Cognitive Behavioral Therapy:  The main domains of thinking that tend to predispose certain individuals to the distorted thinking commonly found in OCD include an inflated sense of responsibility for harm, overestimation of threat, perfectionism, intolerance of uncertainty, a tendency to overestimate the importance of thoughts, and the need to control thoughts. Several studies have suggested that cognitive therapy for OCD is as effective as exposure plus response prevention. 

The first set of data consisted of pilot data from a trial of pure cognitive therapy with no additional exposure plus response prevention. Patients were 15 individuals with OCD who received 14 sessions of cognitive therapy. By the end of treatment, Y-BOCS scores were reduced, on average, from the mid 20s to 14, and the therapy appeared to work particularly well for harming, sexual, and religious obsessions. However, the data suggested that the therapy was not particularly helpful for individuals who had contamination obsessions or those who had previously failed exposure plus response prevention. For instance, there was a 64% drop in Y-BOCS scores for the patients who had not received exposure plus response prevention previously, compared with a 0% drop among those who had received it but had not responded to it.
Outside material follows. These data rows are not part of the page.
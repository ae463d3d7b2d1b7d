//! The `tessera search` command.

use clap::Args;
use tessera_core::{
    AspectBucket, BoardSet, Config, Direction, Order, PuritySet, ResolutionFilter, SearchOptions,
};

/// Arguments for the `search` command.
#[derive(Args, Debug)]
pub struct SearchArgs {
    /// Free text matched against tag names
    #[arg(short, long)]
    pub query: Option<String>,

    /// Boards to include (comma-separated, or `all`)
    #[arg(long, default_value = "all")]
    pub boards: BoardSet,

    /// Purity levels to include (comma-separated)
    #[arg(long, default_value = "sfw")]
    pub purity: PuritySet,

    /// Ordering: relevancy, date, views or favorites
    #[arg(long, default_value = "date")]
    pub order: Order,

    /// Direction: asc or desc
    #[arg(long, default_value = "desc")]
    pub sort: Direction,

    /// 1-based page number
    #[arg(long, default_value_t = 1)]
    pub page: u32,

    /// Entries per page; must be one of `[search] page_sizes`
    #[arg(long)]
    pub per_page: Option<u32>,

    /// Resolution filter, e.g. 1920x1080
    #[arg(long)]
    pub resolution: Option<ResolutionFilter>,

    /// Treat --resolution as a minimum instead of an exact match
    #[arg(long, requires = "resolution")]
    pub at_least: bool,

    /// Aspect bucket: portrait, 5x4, 4x3, 16x10, 16x9 or ultrawide
    #[arg(long)]
    pub ratio: Option<AspectBucket>,
}

impl SearchArgs {
    fn into_options(self, default_page_size: u32) -> SearchOptions {
        let resolution = self.resolution.map(|r| {
            if self.at_least {
                ResolutionFilter::at_least(r.width, r.height)
            } else {
                r
            }
        });
        SearchOptions {
            boards: self.boards,
            purity: self.purity,
            query: self.query,
            resolution,
            aspect: self.ratio,
            order: self.order,
            direction: self.sort,
            page: self.page,
            page_size: self.per_page.unwrap_or(default_page_size),
        }
    }
}

/// Execute the search command.
pub async fn execute(config: Config, args: SearchArgs) -> anyhow::Result<()> {
    let options = args.into_options(config.search.default_page_size);
    let tessera = super::open_catalog(config)?;
    let page = tessera.search(&options)?;
    tracing::debug!(
        "Search matched {} entries, showing {}",
        page.total,
        page.entries.len()
    );
    super::print_json(&page)
}
//! Turns [`SearchOptions`] into a validated SQL plan.
//!
//! The plan holds one filter predicate (`FROM ... WHERE ...`) that both the
//! count query and the page query are rendered from, so the total can never
//! disagree with what paging through the results yields.

use chrono::{DateTime, Duration, Utc};
use rusqlite::types::Value;

use crate::config::{RelevancyFallback, SearchConfig};
use crate::error::QueryError;
use crate::store::ENTRY_COLUMNS;

use super::options::{AspectBucket, Order, ResolutionMode, SearchOptions, ASPECT_TOLERANCE};

/// What a search is ordered by once planned.
#[derive(Debug, Clone, Copy, PartialEq, Eq)]
pub enum OrderBasis {
    /// bm25 rank of the text match
    TextRank,
    /// Favorites added since a cutoff
    RecentFavorites,
    Favorites,
    Views,
    Date,
}

/// A validated search, ready to execute.
#[derive(Debug, Clone)]
pub struct QueryPlan {
    from_where: String,
    filter_params: Vec<Value>,
    order_by: String,
    order_params: Vec<Value>,
    pub basis: OrderBasis,
    pub page: u32,
    pub page_size: u32,
}

impl QueryPlan {
    pub fn limit(&self) -> i64 {
        i64::from(self.page_size)
    }

    /// `(page - 1) * page_size`
    pub fn offset(&self) -> i64 {
        i64::from(self.page.saturating_sub(1)) * i64::from(self.page_size)
    }

    pub fn count_sql(&self) -> String {
        format!("SELECT COUNT(*) {}", self.from_where)
    }

    pub fn count_params(&self) -> &[Value] {
        &self.filter_params
    }

    pub fn page_sql(&self) -> String {
        format!(
            "SELECT {ENTRY_COLUMNS} {} ORDER BY {} LIMIT ? OFFSET ?",
            self.from_where, self.order_by
        )
    }

    pub fn page_params(&self) -> Vec<Value> {
        let mut params = self.filter_params.clone();
        params.extend(self.order_params.iter().cloned());
        params.push(Value::Integer(self.limit()));
        params.push(Value::Integer(self.offset()));
        params
    }
}

/// Validates search options and builds [`QueryPlan`]s.
#[derive(Debug, Clone)]
pub struct QueryPlanner {
    config: SearchConfig,
}

impl QueryPlanner {
    pub fn new(config: SearchConfig) -> Self {
        Self { config }
    }

    pub fn plan(&self, options: &SearchOptions) -> Result<QueryPlan, QueryError> {
        self.plan_at(options, Utc::now())
    }

    /// Plan relative to a fixed clock, used for the recent-favorites window.
    pub fn plan_at(&self, options: &SearchOptions, now: DateTime<Utc>) -> Result<QueryPlan, QueryError> {
        self.validate(options)?;

        let mut joins = String::new();
        let mut clauses = vec![
            "(e.board & ?) = e.board".to_string(),
            "(e.purity & ?) = e.purity".to_string(),
        ];
        let mut params = vec![
            Value::Integer(i64::from(options.boards.bits())),
            Value::Integer(i64::from(options.purity.bits())),
        ];

        let text = match &options.query {
            Some(q) => match_expression(q),
            None => None,
        };
        if let Some(expr) = &text {
            joins.push_str(" JOIN entry_text ON entry_text.rowid = e.id");
            clauses.push("entry_text MATCH ?".to_string());
            params.push(Value::Text(expr.clone()));
        }

        if let Some(res) = options.resolution {
            let op = match res.mode {
                ResolutionMode::Exact => "=",
                ResolutionMode::AtLeast => ">=",
            };
            clauses.push(format!("e.width {op} ? AND e.height {op} ?"));
            params.push(Value::Integer(i64::from(res.width)));
            params.push(Value::Integer(i64::from(res.height)));
        }

        if let Some(bucket) = options.aspect {
            match (bucket, bucket.canonical_ratio()) {
                (AspectBucket::Portrait, _) => clauses.push("e.width < e.height".to_string()),
                (AspectBucket::Ultrawide, _) => {
                    clauses.push("e.ratio >= ?".to_string());
                    params.push(Value::Real(super::options::ULTRAWIDE_MIN_RATIO));
                }
                (_, Some(ratio)) => {
                    clauses.push("e.ratio BETWEEN ? AND ?".to_string());
                    params.push(Value::Real(ratio - ASPECT_TOLERANCE));
                    params.push(Value::Real(ratio + ASPECT_TOLERANCE));
                }
                (_, None) => {}
            }
        }

        let from_where = format!("FROM entries e{joins} WHERE {}", clauses.join(" AND "));
        let (basis, order_by, order_params) = self.ordering(options, text.is_some(), now);

        tracing::trace!(
            "Planned search: {} / ORDER BY {} ({:?})",
            from_where,
            order_by,
            basis
        );

        Ok(QueryPlan {
            from_where,
            filter_params: params,
            order_by,
            order_params,
            basis,
            page: options.page,
            page_size: options.page_size,
        })
    }

    fn validate(&self, options: &SearchOptions) -> Result<(), QueryError> {
        let malformed = |msg: String| Err(QueryError::MalformedQuery(msg));

        if options.page < 1 {
            return malformed("page numbers start at 1".into());
        }
        if !self.config.page_sizes.contains(&options.page_size) {
            return malformed(format!(
                "page size {} is not one of {:?}",
                options.page_size, self.config.page_sizes
            ));
        }
        if options.boards.is_empty() {
            return malformed("at least one board must be requested".into());
        }
        if options.purity.is_empty() {
            return malformed("at least one purity level must be requested".into());
        }
        if let Some(q) = &options.query {
            let len = q.chars().count();
            if len > self.config.max_query_len {
                return malformed(format!(
                    "query is {} characters, limit is {}",
                    len, self.config.max_query_len
                ));
            }
            if !q.trim().is_empty() && match_expression(q).is_none() {
                return malformed(format!("query '{q}' has no searchable terms"));
            }
        }
        if let Some(res) = options.resolution {
            if res.width == 0 || res.height == 0 {
                return malformed("resolution dimensions must be non-zero".into());
            }
        }
        Ok(())
    }

    /// Every ordering ends with an id tie-break in the same direction.
    fn ordering(
        &self,
        options: &SearchOptions,
        has_text: bool,
        now: DateTime<Utc>,
    ) -> (OrderBasis, String, Vec<Value>) {
        let dir = options.direction.sql();
        let by = |expr: &str| format!("{expr} {dir}, e.id {dir}");

        match options.order {
            Order::Date => (OrderBasis::Date, by("e.created_at"), vec![]),
            Order::Views => (OrderBasis::Views, by("e.views"), vec![]),
            Order::Favorites => (OrderBasis::Favorites, by("e.favorites"), vec![]),
            Order::Relevancy if has_text => {
                // bm25 is lower for better matches.
                let rank_dir = options.direction.reverse().sql();
                (
                    OrderBasis::TextRank,
                    format!("bm25(entry_text) {rank_dir}, e.id {dir}"),
                    vec![],
                )
            }
            Order::Relevancy => match self.config.relevancy_fallback {
                RelevancyFallback::RecentFavorites => {
                    let cutoff = now - Duration::days(i64::from(self.config.recent_window_days));
                    (
                        OrderBasis::RecentFavorites,
                        by("(SELECT COUNT(*) FROM favorites f WHERE f.entry_id = e.id AND f.created_at >= ?)"),
                        vec![Value::Integer(cutoff.timestamp())],
                    )
                }
                RelevancyFallback::Favorites => (OrderBasis::Favorites, by("e.favorites"), vec![]),
                RelevancyFallback::Views => (OrderBasis::Views, by("e.views"), vec![]),
                RelevancyFallback::Date => (OrderBasis::Date, by("e.created_at"), vec![]),
            },
        }
    }
}

/// FTS5 expression for a free-text query: each alphanumeric run becomes a
/// quoted term, all required. `None` if the query has no terms.
pub fn match_expression(query: &str) -> Option<String> {
    let terms: Vec<String> = query
        .split(|c: char| !c.is_alphanumeric())
        .filter(|t| !t.is_empty())
        .map(|t| format!("\"{}\"", t.to_lowercase()))
        .collect();
    (!terms.is_empty()).then(|| terms.join(" "))
}

#[cfg(test)]
mod tests {
    use super::*;
    use crate::flags::{Board, BoardSet, Purity, PuritySet};
    use crate::search::options::ResolutionFilter;

    fn planner() -> QueryPlanner {
        QueryPlanner::new(SearchConfig::default())
    }

    fn malformed(options: &SearchOptions) -> bool {
        matches!(planner().plan(options), Err(QueryError::MalformedQuery(_)))
    }

    #[test]
    fn test_offset_from_page() {
        let plan = planner()
            .plan(&SearchOptions {
                page: 2,
                page_size: 24,
                ..Default::default()
            })
            .unwrap();
        assert_eq!(plan.offset(), 24);
        assert_eq!(plan.limit(), 24);
    }

    #[test]
    fn test_rejects_invalid_options() {
        assert!(malformed(&SearchOptions {
            page: 0,
            ..Default::default()
        }));
        assert!(malformed(&SearchOptions {
            page_size: 25,
            ..Default::default()
        }));
        assert!(malformed(&SearchOptions {
            boards: BoardSet::empty(),
            ..Default::default()
        }));
        assert!(malformed(&SearchOptions {
            purity: PuritySet::empty(),
            ..Default::default()
        }));
        assert!(malformed(&SearchOptions {
            query: Some("!!! ???".into()),
            ..Default::default()
        }));
        assert!(malformed(&SearchOptions {
            query: Some("a".repeat(1000)),
            ..Default::default()
        }));
        assert!(malformed(&SearchOptions {
            resolution: Some(ResolutionFilter::exact(0, 600)),
            ..Default::default()
        }));
    }

    #[test]
    fn test_count_and_page_share_predicate() {
        let plan = planner()
            .plan(&SearchOptions {
                boards: BoardSet::only(Board::General),
                purity: [Purity::Sfw, Purity::Sketchy].into_iter().collect(),
                query: Some("blue sky".into()),
                resolution: Some(ResolutionFilter::at_least(1920, 1080)),
                aspect: Some(AspectBucket::Ratio16x9),
                ..Default::default()
            })
            .unwrap();

        let count = plan.count_sql();
        let page = plan.page_sql();
        let predicate = count.trim_start_matches("SELECT COUNT(*) ");
        assert!(page.contains(predicate));
        assert!(predicate.contains("entry_text MATCH ?"));
        assert!(predicate.contains("e.width >= ? AND e.height >= ?"));
        assert!(predicate.contains("e.ratio BETWEEN ? AND ?"));

        // board, purity, match, width, height, ratio lo, ratio hi
        assert_eq!(plan.count_params().len(), 7);
        assert_eq!(plan.page_params().len(), 9);
        assert_eq!(plan.count_params()[2], Value::Text("\"blue\" \"sky\"".into()));
    }

    #[test]
    fn test_relevancy_uses_text_rank_with_query() {
        let plan = planner()
            .plan(&SearchOptions {
                query: Some("sunset".into()),
                order: Order::Relevancy,
                ..Default::default()
            })
            .unwrap();
        assert_eq!(plan.basis, OrderBasis::TextRank);
        assert!(plan.page_sql().contains("bm25(entry_text) ASC, e.id DESC"));
    }

    #[test]
    fn test_relevancy_falls_back_to_recent_favorites() {
        let now = DateTime::from_timestamp(1_700_000_000, 0).unwrap();
        let plan = planner()
            .plan_at(
                &SearchOptions {
                    order: Order::Relevancy,
                    ..Default::default()
                },
                now,
            )
            .unwrap();
        assert_eq!(plan.basis, OrderBasis::RecentFavorites);
        let params = plan.page_params();
        // filters (2), cutoff, limit, offset
        assert_eq!(params.len(), 5);
        assert_eq!(params[2], Value::Integer(1_700_000_000 - 7 * 86_400));
    }

    #[test]
    fn test_relevancy_fallback_is_configurable() {
        let planner = QueryPlanner::new(SearchConfig {
            relevancy_fallback: RelevancyFallback::Views,
            ..Default::default()
        });
        let plan = planner
            .plan(&SearchOptions {
                order: Order::Relevancy,
                ..Default::default()
            })
            .unwrap();
        assert_eq!(plan.basis, OrderBasis::Views);
        assert!(plan.page_sql().contains("e.views DESC, e.id DESC"));
    }

    #[test]
    fn test_blank_query_is_no_filter() {
        let plan = planner()
            .plan(&SearchOptions {
                query: Some("   ".into()),
                ..Default::default()
            })
            .unwrap();
        assert!(!plan.count_sql().contains("MATCH"));
    }

    #[test]
    fn test_match_expression() {
        assert_eq!(match_expression("Blue-Sky"), Some("\"blue\" \"sky\"".into()));
        assert_eq!(match_expression("\"); DROP"), Some("\"drop\"".into()));
        assert_eq!(match_expression("  "), None);
    }
}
Dr. Steketee then presented preliminary data from a current National Institute of Mental Health-funded study in which cognitive therapy was compared with a waitlist control condition for OCD. Specifically, she and her colleagues were interested in the following questions: Can cognitive therapy focused on belief domains reduce OCD symptoms? Does cognitive therapy reduce OCD-related beliefs, in addition to OCD symptoms? Does the reduction in beliefs predict reduction in symptoms? (That is, with respect to the last question, is the reduction in beliefs the mediating mechanism through which cognitive therapy is believed to exert its effects?)

The cognitive therapy techniques in this study all employed Socratic dialogue[8] in an attempt to identify and subsequently help modify cognitive errors. An example of such a technique includes calculating the probability that a patient with harm-related obsessions could actually bring about a feared outcome. This involves estimating the individual probabilities of occurrence of each step required in a sequence of steps and then multiplying those probabilities together to arrive at the final estimate. This estimate is then compared with the probability that the patient originally estimated.

Case Illustration

For a patient who fears that he or she will cause a building to burn down with a cigarette, one would separately estimate the probabilities that a particular cigarette was not extinguished, a spark landed on the floor, the spark caught fire, and people did not notice the spark or noticed it too late, and then multiply all the probabilities together. This would result in a 1/10,000,000 probability of the feared outcome occurring. The individual would also then have to take into account how many cigarettes would have to be smoked in order for any one of them to cause a spark to catch fire. Typically, once patients compare this more empirically derived estimate with their own estimate, they experience a decrease in their anxiety.

In a 22 session preliminary study of 13 patients by Gail Steketee of Boston University, the Y-BOCS scores of patients who received cognitive therapy dropped from an average of 26 to 11 (58% reduction), which is similar to what one would expect with exposure plus response prevention. This pattern held across symptoms. The researchers also observed substantial decreases on the Beck Depression Inventory (BDI), even though the sample was not particularly depressed at baseline.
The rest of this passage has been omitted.